La génétique, avec ses perspectives vertigineuses, risque d’inverser cette corrélation, dans la mesure où elle fournit aux individus (peu importe que ce soit juste ou faux) une image d’eux-mêmes et de leur avenir inscrit dans les gènes, dès la naissance."
"A la prise de connaissance qui induisait sortie de soi, vers le réel, vers les autres, vers l’avenir, qui « s’augmentait » en intégrant du nouveau, se substitue « la citation à comparaître ». La connaissance est comme déposée à l’extérieur, elle est et peut rester en dehors de soi. Elle n’est plus incorporation lente, assimilation ; elle est une somme extérieure de données. Ce schéma, qui bouleverse tout, est une véritable révolution. Elle s’accompagne d’une éclipse : celle du monde, de l’altérité, de l’aventure. Elle renforce le centrage de l’individu sur lui-même et contribue à la solitude du sujet.
Ce modèle, qui gagne du terrain dans les imaginaires, se rapproche des modèles de type économique : demande et satisfaction de la demande. A noter que la possibilité même de savoir tout à portée réduit considérablement l’appétit, ici comme ailleurs : la certitude de pouvoir accéder aux informations souhaitées négativise progressivement jusqu’au mouvement nécessaire pour les atteindre. Nouvelle forme de satiété ou de saturation, qui suppose aussi de nouvelles ingéniosités pour exciter l’appétit."
"Les individus, appelant à eux ce dont ils ont besoin, parviennent à peine à imaginer que signe leur soit fait du dehors, si ce n’est sur le mode du scintillement éphémère, dont ils se lassent, finalement. Il y a comme un « trop de tout » du monde, qui équivaut à un silence, une pléthore de signalisations qui étouffent le signe. Le monde est encombré et il est muet. Tout y est, rien ne fait signe. Comment sortir de la subjectivité ? Où trouver ce qui peut appeler ? Où discerner l’appel assez fort pour faire écho, susciter un dessein d’avenir, personnel ou collectif ? Où trouver la force de la surrection, voire, parfois, de la nécessaire insurrection ? Pourtant, il faut bien vivre, et vivre exige ce mouvement : exister, tenir debout, se dresser. Et si nous avons « perdu » le temps, compressé, émietté, désorienté, cet autre temps, le temps intérieur qui est le nôtre, est bien, lui, un continuum ! Comment faire avec ces contradictions : intérieur/extérieur, continuité/discontinuité ? Où trouver l’unité, et aussi la force, l’énergie, l’impulsion ? Et comment le faire, si, d’une façon ou d’une autre, on ne se sent appelé ? Si manque la puissance du désir ? Grave question pour les religions, le christianisme notamment, qui fonde sur l’appel de tous, ensemble, et de chacun en particulier, la puissance de la révélation. Or le bouleversement des imaginaires, à l’extrême de notre modernité, a induit que chacun est assigné à exister en trouvant en lui-même les ressources."

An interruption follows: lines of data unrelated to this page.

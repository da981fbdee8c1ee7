//! Data model, extraction, scanning and embedding for the code
//! intelligence service. This crate has no knowledge of storage or
//! orchestration — it is pure transformation: bytes in, entities/
//! relations/vectors out.

pub mod config;
pub mod embedding;
pub mod errors;
pub mod extract;
pub mod model;
pub mod scan;

pub use errors::{CoreError, ErrorKind, Result};
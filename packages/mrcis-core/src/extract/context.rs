//! The immutable input/output pair passed through an [`super::Extractor`]
//! (§4.F: "A context carries `(file_path, file_id, repository_id,
//! language?, source_bytes?)` and is immutable").

use crate::model::{CodeEntity, CodeRelation, PendingReference};

#[derive(Debug, Clone)]
pub struct ExtractionContext {
    pub file_path: String,
    pub file_id: String,
    pub repository_id: String,
    pub language: Option<String>,
    pub source_bytes: Vec<u8>,
}

impl ExtractionContext {
    pub fn new(
        file_path: impl Into<String>,
        file_id: impl Into<String>,
        repository_id: impl Into<String>,
        source_bytes: Vec<u8>,
    ) -> Self {
        Self {
            file_path: file_path.into(),
            file_id: file_id.into(),
            repository_id: repository_id.into(),
            language: None,
            source_bytes,
        }
    }

    pub fn with_language(mut self, language: impl Into<String>) -> Self {
        self.language = Some(language.into());
        self
    }

    pub fn source_text(&self) -> std::borrow::Cow<'_, str> {
        String::from_utf8_lossy(&self.source_bytes)
    }

    /// The file path's stem relative to the repository root, dot-joined,
    /// used as the leading module segment of every qualified name (§4.F.2).
    pub fn module_segment(&self) -> String {
        let without_ext = self
            .file_path
            .rsplit_once('.')
            .map(|(stem, _)| stem)
            .unwrap_or(&self.file_path);
        without_ext.replace(['/', '\\'], ".")
    }
}

/// Output of one extractor invocation (§4.F.8).
#[derive(Debug, Clone, Default)]
pub struct ExtractionResult {
    pub file_id: String,
    pub file_path: String,
    pub repository_id: String,
    pub language: String,
    pub entities: Vec<CodeEntity>,
    pub relations: Vec<CodeRelation>,
    pub pending_references: Vec<PendingReference>,
    pub parse_errors: Vec<String>,
    pub extraction_time_ms: u64,
}

impl ExtractionResult {
    pub fn empty(ctx: &ExtractionContext, language: impl Into<String>) -> Self {
        Self {
            file_id: ctx.file_id.clone(),
            file_path: ctx.file_path.clone(),
            repository_id: ctx.repository_id.clone(),
            language: language.into(),
            ..Default::default()
        }
    }
}
//! Failure policy (§4.H step 9): decides whether a failed file gets
//! retried or permanently failed, isolated from the pipeline so the
//! `failure_count` threshold is unit-testable on its own.

use mrcis_core::model::FileStatus;

#[derive(Debug, Clone, Copy)]
pub struct FailurePolicy {
    max_retries: u32,
}

impl FailurePolicy {
    pub fn new(max_retries: u32) -> Self {
        Self { max_retries }
    }

    /// `failure_count` is the count *after* the current failure is
    /// applied. Once it reaches `max_retries` the file is permanently
    /// failed; below that it's retried.
    pub fn determine_action(&self, failure_count: u32) -> (bool, FileStatus) {
        if failure_count >= self.max_retries {
            (false, FileStatus::PermanentFailure)
        } else {
            (true, FileStatus::Failed)
        }
    }
}

#[cfg(test)]
mod tests {
    use super::*;

    #[test]
    fn retries_below_threshold() {
        let policy = FailurePolicy::new(3);
        assert_eq!(policy.determine_action(0), (true, FileStatus::Failed));
        assert_eq!(policy.determine_action(2), (true, FileStatus::Failed));
    }

    #[test]
    fn stops_retrying_at_threshold() {
        let policy = FailurePolicy::new(3);
        assert_eq!(policy.determine_action(3), (false, FileStatus::PermanentFailure));
        assert_eq!(policy.determine_action(5), (false, FileStatus::PermanentFailure));
    }

    #[test]
    fn max_retries_zero_never_retries() {
        let policy = FailurePolicy::new(0);
        assert_eq!(policy.determine_action(0), (false, FileStatus::PermanentFailure));
    }

    #[test]
    fn max_retries_one_allows_a_single_retry() {
        let policy = FailurePolicy::new(1);
        assert_eq!(policy.determine_action(0), (true, FileStatus::Failed));
        assert_eq!(policy.determine_action(1), (false, FileStatus::PermanentFailure));
    }
}
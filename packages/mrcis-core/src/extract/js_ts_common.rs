//! Shared traversal for the TypeScript/TSX and JavaScript/JSX extractors
//! (§4.F table rows 2-3): the two grammars share almost every node shape,
//! differing only in type annotations, interfaces and type aliases.

use tree_sitter::{Language, Node, Parser};

use crate::model::{
    ClassAttributes, CodeEntity, EntityAttributes, EntityKind, FunctionAttributes, ImportAttributes,
    MethodAttributes, Parameter, PendingReference, RelationType,
};

use super::context::{ExtractionContext, ExtractionResult};
use super::support::{classify_call_site, dedup_call_sites, is_instantiation, join_qualified_name, new_reference_id, split_receiver, stable_entity_id, CallSite};

pub fn extract(ctx: &ExtractionContext, language: Language, language_name: &'static str, types_enabled: bool) -> ExtractionResult {
    let started = std::time::Instant::now();
    let mut result = ExtractionResult::empty(ctx, language_name);

    let mut parser = Parser::new();
    if parser.set_language(&language).is_err() {
        result
            .parse_errors
            .push(format!("failed to initialize {language_name} grammar"));
        return result;
    }
    let tree = match parser.parse(&ctx.source_bytes, None) {
        Some(t) => t,
        None => {
            result.parse_errors.push(format!("{language_name} parse failed"));
            return result;
        }
    };

    let module = ctx.module_segment();
    let mut walker = Walker {
        ctx,
        module: &module,
        language_name,
        types_enabled,
        result: &mut result,
    };
    walker.visit_block(tree.root_node(), &[]);

    result.extraction_time_ms = started.elapsed().as_millis() as u64;
    result
}

struct Walker<'a> {
    ctx: &'a ExtractionContext,
    module: &'a str,
    language_name: &'static str,
    types_enabled: bool,
    result: &'a mut ExtractionResult,
}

"Pour ce qui est de la dure tâche d’exister, il n’est pas abusif de parler d’un imaginaire désertifié ou désolé. Les générations précédentes ne fournissent plus de modèles à suivre ou à repousser, le temps s’est fragmenté dans une discontinuité qui défait les histoires et décourage les projets, n’indiquant ni sens ni orientation ; l’espace sans frontières n’est plus ni cadre, ni lieu de perdition, ni terrain d’aventure, ni espace sacré à défendre (corrélat d’un imaginaire-à-frontières qui a disparu)."
"L’individualisme contemporain, réel, doit plus à une imagination désertifiée en cours de recomposition, qu’à une insolence ou insouciance morale."

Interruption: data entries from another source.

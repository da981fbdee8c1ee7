//! The shared data model (§3): entities are a tagged union over kind
//! (§9 "Dynamic per-subclass entity types"); everything else is a thin
//! record type owned by [`crate::errors`]-propagating stores.

pub mod entities;
pub mod indexed_file;
pub mod pending_reference;
pub mod relations;
pub mod repository;

pub use entities::{
    ClassAttributes, CodeEntity, EntityAttributes, EntityKind, FunctionAttributes,
    ImportAttributes, MethodAttributes, Parameter, Visibility,
};
pub use indexed_file::{FileStatus, IndexedFile, QueueEntry};
pub use pending_reference::{PendingReference, ReferenceStatus};
pub use relations::{CodeRelation, RelationType, ResolutionStatus};
pub use repository::{Repository, RepositoryCounts, RepositoryStatus};
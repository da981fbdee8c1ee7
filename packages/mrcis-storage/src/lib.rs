//! Persistence for the code intelligence service: the single-writer
//! instance lock, the transactional state store (repositories, files,
//! queue, entities, relations, pending references) and the vector store
//! used for semantic search.

pub mod error;
pub mod lock;
pub mod state;
pub mod vector;

pub use error::{ErrorKind, Result, StorageError};
pub use lock::{lock_path, InstanceLock};
pub use state::{RecoveryReport, StateStore};
pub use vector::{VectorFilters, VectorRow, VectorSearchHit, VectorStore};
//! Python extractor (§4.F table row 1), grounded on
//! `features/parsing/plugins/python.rs` in the teacher for the
//! tree-sitter traversal shape, rebuilt to emit [`crate::model::CodeEntity`]
//! instead of the teacher's IR nodes.

use std::path::Path;

use tree_sitter::{Node, Parser};

use crate::model::{
    ClassAttributes, CodeEntity, EntityAttributes, EntityKind, FunctionAttributes, ImportAttributes,
    MethodAttributes, Parameter, PendingReference, RelationType,
};

use super::context::{ExtractionContext, ExtractionResult};
use super::support::{classify_call_site, dedup_call_sites, is_instantiation, join_qualified_name, new_reference_id, split_receiver, stable_entity_id, CallSite};
use super::Extractor;

pub struct PythonExtractor;

impl Extractor for PythonExtractor {
    fn supports(&self, path: &Path) -> bool {
        matches!(path.extension().and_then(|e| e.to_str()), Some("py") | Some("pyi"))
    }

    fn extract(&self, ctx: &ExtractionContext) -> ExtractionResult {
        let started = std::time::Instant::now();
        let mut result = ExtractionResult::empty(ctx, "python");

        let mut parser = Parser::new();
        if parser.set_language(&tree_sitter_python::language()).is_err() {
            result
                .parse_errors
                .push("failed to initialize python grammar".to_string());
            return result;
        }
        let source = &ctx.source_bytes;
        let tree = match parser.parse(source, None) {
            Some(t) => t,
            None => {
                result.parse_errors.push("python parse failed".to_string());
                return result;
            }
        };

        let module = ctx.module_segment();
        let mut walker = Walker {
            ctx,
            module: &module,
            result: &mut result,
        };
        walker.visit_block(tree.root_node(), &[]);

        result.extraction_time_ms = started.elapsed().as_millis() as u64;
        result
    }

    fn supported_extensions(&self) -> &'static [&'static str] {
        &["py", "pyi"]
    }

    fn language_name(&self) -> &'static str {
        "python"
    }
}

struct Walker<'a> {
    ctx: &'a ExtractionContext,
    module: &'a str,
    result: &'a mut ExtractionResult,
}
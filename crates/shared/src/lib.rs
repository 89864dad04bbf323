//! Shared types for the blogfront client: wire models, the response envelope
//! and the client error taxonomy.

pub mod envelope;
pub mod error;
pub mod models;

pub use envelope::*;
pub use error::*;
pub use models::*;
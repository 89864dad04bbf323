//! Single post page: content, like/favorite toggles and the comment thread.

use blogfront_shared::{ApiError, CommentItem, CommentPayload, PostDetail as Post};
use dioxus::prelude::*;

use crate::auth_session::AuthContext;
use crate::components::ui::{ApiErrorNotice, Button, ButtonVariant, Card, Loading};
use crate::routes::Route;
use crate::views::{format_date, format_time, non_empty};

#[component]
pub fn PostDetail(slug: String) -> Element {
    let auth = use_context::<AuthContext>();

    let posts = auth.posts.clone();
    let detail = use_resource(use_reactive((&slug,), move |(slug,)| {
        let posts = posts.clone();
        async move {
            posts.fetch_post_detail(&slug).await?;
            Ok::<_, ApiError>(posts.snapshot().current_post)
        }
    }));

    let body = match &*detail.read() {
        None => rsx! { Loading {} },
        Some(Err(error)) => rsx! { ApiErrorNotice { error: error.clone() } },
        Some(Ok(None)) => rsx! { Loading {} },
        Some(Ok(Some(post))) => rsx! {
            PostBody { key: "{post.summary.id}", post: post.clone() }
            Comments { post_id: post.summary.id, path: Route::PostDetail { slug: slug.clone() }.to_string() }
        },
    };
    body
}

fn toggle_variant(active: bool) -> ButtonVariant {
    if active {
        ButtonVariant::Primary
    } else {
        ButtonVariant::Secondary
    }
}

#[component]
fn PostBody(post: Post) -> Element {
    let auth = use_context::<AuthContext>();
    let post_id = post.summary.id;
    let mut liked = use_signal(|| post.liked_by_current_user.unwrap_or(false));
    let mut likes = use_signal(|| post.summary.like_count.unwrap_or(0));
    let mut favorited = use_signal(|| post.favorited_by_current_user.unwrap_or(false));
    let mut error = use_signal(|| None::<ApiError>);

    let signed_in = auth.is_authenticated();
    let interactions = auth.client.interactions();
    let published = post.summary.published_at.as_ref().map(format_date);
    let author = post.summary.author_name.clone().unwrap_or_default();
    let views = post.summary.view_count.unwrap_or(0);

    let like_api = interactions.clone();
    let on_like = move |_: MouseEvent| {
        let api = like_api.clone();
        spawn(async move {
            match api.toggle_like(post_id).await {
                Ok(result) => {
                    liked.set(result.active);
                    likes.set(result.total);
                }
                Err(e) => error.set(Some(e)),
            }
        });
    };

    let on_favorite = move |_: MouseEvent| {
        let api = interactions.clone();
        spawn(async move {
            match api.toggle_favorite(post_id).await {
                Ok(result) => favorited.set(result.active),
                Err(e) => error.set(Some(e)),
            }
        });
    };

    rsx! {
        article { class: "mb-8",
            h1 { class: "mb-2 text-3xl font-bold", "{post.summary.title}" }
            div { class: "mb-6 flex gap-3 text-sm text-stone-500",
                if let Some(date) = published {
                    span { "{date}" }
                }
                if !author.is_empty() {
                    span { "by {author}" }
                }
                span { "{views} views" }
            }
            if let Some(err) = error() {
                ApiErrorNotice { error: err }
            }
            div { class: "prose max-w-none whitespace-pre-wrap text-stone-800", "{post.content}" }
            div { class: "mt-6 flex items-center gap-3",
                Button {
                    variant: toggle_variant(liked()),
                    disabled: !signed_in,
                    onclick: on_like,
                    "♥ {likes}"
                }
                Button {
                    variant: toggle_variant(favorited()),
                    disabled: !signed_in,
                    onclick: on_favorite,
                    if favorited() {
                        "Favorited"
                    } else {
                        "Favorite"
                    }
                }
            }
        }
    }
}

/// Comment thread plus the form for a new top-level comment.
#[component]
fn Comments(post_id: i64, path: String) -> Element {
    let auth = use_context::<AuthContext>();
    let nav = use_navigator();
    let mut draft = use_signal(String::new);
    let mut error = use_signal(|| None::<ApiError>);
    let mut posting = use_signal(|| false);

    let api = auth.client.comments();
    let list_api = api.clone();
    let mut thread = use_resource(use_reactive((&post_id,), move |(post_id,)| {
        let api = list_api.clone();
        async move { api.fetch_comments(post_id).await }
    }));

    let signed_in = auth.is_authenticated();

    let on_submit = move |evt: FormEvent| {
        evt.prevent_default();
        let Some(content) = non_empty(&draft.read()) else {
            return;
        };
        let api = api.clone();
        posting.set(true);
        spawn(async move {
            let payload = CommentPayload {
                content,
                parent_id: None,
            };
            match api.create_comment(post_id, &payload).await {
                Ok(_) => {
                    draft.set(String::new());
                    error.set(None);
                    thread.restart();
                }
                Err(e) => error.set(Some(e)),
            }
            posting.set(false);
        });
    };

    let list = match &*thread.read() {
        None => rsx! { Loading {} },
        Some(Err(e)) => rsx! { ApiErrorNotice { error: e.clone() } },
        Some(Ok(items)) if items.is_empty() => rsx! {
            p { class: "text-sm text-stone-500", "No comments yet." }
        },
        Some(Ok(items)) => rsx! {
            ul { class: "space-y-4",
                for item in items.iter() {
                    CommentThread { key: "{item.id}", comment: item.clone() }
                }
            }
        },
    };

    rsx! {
        Card { title: "Comments",
            if let Some(err) = error() {
                ApiErrorNotice { error: err }
            }
            if signed_in {
                form { class: "mb-6 space-y-2", onsubmit: on_submit,
                    textarea {
                        class: "w-full rounded-md border border-stone-300 p-2 text-sm",
                        rows: "3",
                        placeholder: "Leave a comment",
                        value: "{draft}",
                        oninput: move |e| draft.set(e.value()),
                    }
                    Button { r#type: "submit", disabled: posting(), "Post comment" }
                }
            } else {
                p { class: "mb-6 text-sm text-stone-600",
                    button {
                        class: "text-emerald-700 hover:underline",
                        onclick: move |_: MouseEvent| {
                            nav.push(Route::Login { redirect: path.clone() });
                        },
                        "Sign in"
                    }
                    " to join the discussion."
                }
            }
            {list}
        }
    }
}

#[component]
fn CommentThread(comment: CommentItem) -> Element {
    let at = format_time(&comment.created_at);

    rsx! {
        li {
            div { class: "text-sm",
                span { class: "font-medium text-stone-900", "{comment.author_name}" }
                span { class: "ml-2 text-xs text-stone-400", "{at}" }
            }
            p { class: "mt-1 whitespace-pre-wrap text-sm text-stone-700", "{comment.content}" }
            if !comment.children.is_empty() {
                ul { class: "mt-3 space-y-3 border-l-2 border-stone-100 pl-4",
                    for child in comment.children.iter() {
                        CommentThread { key: "{child.id}", comment: child.clone() }
                    }
                }
            }
        }
    }
}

-Françoise Le Corre, « Des imaginaires bouleversés. Et si l'individu était un héros ? », Études, 2001/3 (Tome 394), p. 317-328. DOI : 10.3917/etu.943.0317. URL : https://www.cairn.info/revue-etudes-2001-3-page-317.htm
"Voici que se disjoignent, dans les représentations que nous en avons, la connaissance et la liberté. Depuis la nuit des temps, elles étaient unies par une même ivresse et une même espérance. Connaître, grandir, et se libérer dans un même élan. Ceux qui faisaient obstacle à la connaissance étaient ceux qui avaient peur de perdre leur autorité sur les esprits, ceux qui redoutaient l’émancipation promise par la connaissance, ou ceux qui avaient peur de la liberté qu’ils pourraient eux-mêmes goûter, cadeau vénéneux s’il en est. Ils participaient en cela du même imaginaire de la connaissance que les autres : la connaissance comme promesse —ou menace —, mais de toute façon parente de la liberté.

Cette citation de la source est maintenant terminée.